Knowing the answers to the above will help your accountant ensure that your financial statements are the most meaningful they can be. 

Most of the rest of the notes to the financial statements are usually additional details or breakdowns of items contained in either the balance sheet, income statement or cash flow statement such as:

  • Breakdown of inventory between raw materials, work-in-progress and finished goods, along with the allowance for obsolete inventory. 
  • Breakdown of which assets are included in property, plant and equipment - their original cost, the depreciation (amortization) taken to date and the remaining net book value.
  • Breakdown of assets acquired on long-term lease showing similar information.
  • Details of bank credit lines obtained whether used or not, including all significant terms and conditions and a statement as to whether those conditions have been complied with. 
  • Details of any warranty arrangements offered to customers.
  • Details of long-term bank loans other loans or lease obligations.
  • Details of issued shares and authorized but not issued shares.
  • Details of major components of revenue.
  • Details of sales made to or purchases made from related companies
  • Details of what makes up the income tax expense and how the income taxes shown on the financial statements reconciles to the tax return.
Most of these are understandable to most readers except for the last one. The last note is required under the professional standards in Canada. The reason it is required is that in some cases there is a significant difference between a company's taxable income and the income shown on the financial statements, due to special tax write-offs that the company is eligible for. If a reader were to simply apply the known tax rate to the financial statement income, the expense number they would calculate would be different from the expense shown on the financial statements, which of course would be confusing. So this note is meant to clear up the confusion by explaining what the differences are. 

The third category of information disclosure is qualitative information that is important to a reader that cannot be adequately disclosed in the statements. Usually this is related to events that have taken place after the date of the financial statements that could have a significant impact on the business, such as:

  • Acquisition of a business division or merger with another business.
  • Loss or acquisition of a major customer or key supplier.
  • A catastrophe that results in the destruction of corporate property.
  • A lawsuit that has been filed against the business. 
Occasionally, the disclosure can be similar to the above, but related to events that occurred before the date of the financial statements that was still unresolved as of that date. 

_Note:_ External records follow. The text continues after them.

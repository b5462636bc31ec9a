// SPDX-License-Identifier: BUSL-1.1
// Copyright (c) 2026 Alfred Jean LLC

//! Shared-key challenge/response authentication
//!
//! The challenger sends `#CHALLENGE#` followed by a random nonce. The peer
//! answers with HMAC-SHA256(authkey, nonce) and the challenger replies
//! `#WELCOME#` or `#FAILURE#`. Servers run [`deliver_challenge`] then
//! [`answer_challenge`]; clients run them in the opposite order, so both
//! sides prove knowledge of the key.

use async_trait::async_trait;
use hmac::{Hmac, Mac};
use rand::RngCore;
use sha2::Sha256;
use thiserror::Error;

type HmacSha256 = Hmac<Sha256>;

pub const CHALLENGE: &[u8] = b"#CHALLENGE#";
pub const WELCOME: &[u8] = b"#WELCOME#";
pub const FAILURE: &[u8] = b"#FAILURE#";

/// Length of the random challenge nonce
pub const NONCE_LEN: usize = 20;

/// Largest message accepted during the handshake
const MAX_HANDSHAKE_MESSAGE: usize = 256;

#[derive(Debug, Error)]
pub enum AuthError {
    #[error("digest received was wrong")]
    DigestMismatch,
    #[error("digest sent was rejected")]
    Rejected,
    #[error("malformed handshake message: {0}")]
    Malformed(String),
    #[error("handshake message of {size} bytes exceeds {max}")]
    MessageTooLong { size: usize, max: usize },
    #[error("channel error: {0}")]
    Channel(String),
}

/// A bidirectional channel carrying discrete messages
#[async_trait]
pub trait MessageChannel: Send {
    async fn send_message(&mut self, data: &[u8]) -> Result<(), AuthError>;

    /// Receive one message, failing if it is longer than `max_len`
    async fn recv_message(&mut self, max_len: usize) -> Result<Vec<u8>, AuthError>;
}

fn digest(authkey: &[u8], nonce: &[u8]) -> Result<HmacSha256, AuthError> {
    let mut mac = HmacSha256::new_from_slice(authkey)
        .map_err(|e| AuthError::Malformed(format!("invalid key: {}", e)))?;
    mac.update(nonce);
    Ok(mac)
}

/// Challenge the peer to prove it holds `authkey`
pub async fn deliver_challenge<C: MessageChannel + ?Sized>(
    channel: &mut C,
    authkey: &[u8],
) -> Result<(), AuthError> {
    let mut nonce = [0u8; NONCE_LEN];
    rand::thread_rng().fill_bytes(&mut nonce);

    let mut message = CHALLENGE.to_vec();
    message.extend_from_slice(&nonce);
    channel.send_message(&message).await?;

    let response = channel.recv_message(MAX_HANDSHAKE_MESSAGE).await?;
    if digest(authkey, &nonce)?.verify_slice(&response).is_ok() {
        channel.send_message(WELCOME).await?;
        Ok(())
    } else {
        tracing::warn!("peer failed authentication challenge");
        channel.send_message(FAILURE).await?;
        Err(AuthError::DigestMismatch)
    }
}

/// Answer a challenge sent by [`deliver_challenge`]
pub async fn answer_challenge<C: MessageChannel + ?Sized>(
    channel: &mut C,
    authkey: &[u8],
) -> Result<(), AuthError> {
    let message = channel.recv_message(MAX_HANDSHAKE_MESSAGE).await?;
    let nonce = message
        .strip_prefix(CHALLENGE)
        .ok_or_else(|| AuthError::Malformed("missing challenge prefix".to_string()))?;

    let response = digest(authkey, nonce)?.finalize().into_bytes();
    channel.send_message(&response).await?;

    let verdict = channel.recv_message(MAX_HANDSHAKE_MESSAGE).await?;
    if verdict == WELCOME {
        Ok(())
    } else {
        Err(AuthError::Rejected)
    }
}

#[cfg(test)]
#[path = "auth_tests.rs"]
mod tests;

Most business owners, in my experience are reluctant to provide these disclosures. However, they are essential if you are going to provide financial statements to external parties. I'm also of the belief that many of them do not paint the negative picture that many owners think: things happen all the time in business, and the disclosure of the above will not necessarily hurt the business, although it may lead to questions from readers. 

That concludes my discussion of financial statements and what they mean. I hope you all found it useful. 

Have a great weekend everyone!


  1. sounds like u may miss having these discussions with clients......

    1. Yes and no I'm very happy to be running my stamp business now. But I do have some knowledge that I know can be useful to my readers. So to the extent that I can share it, that is what I am doing.

  2. This is very informative thank you.

  3. Im sry if u said this before but how long have you been an accountant?

  4. what does steph do for a living?

  5. This comment has been removed by the author.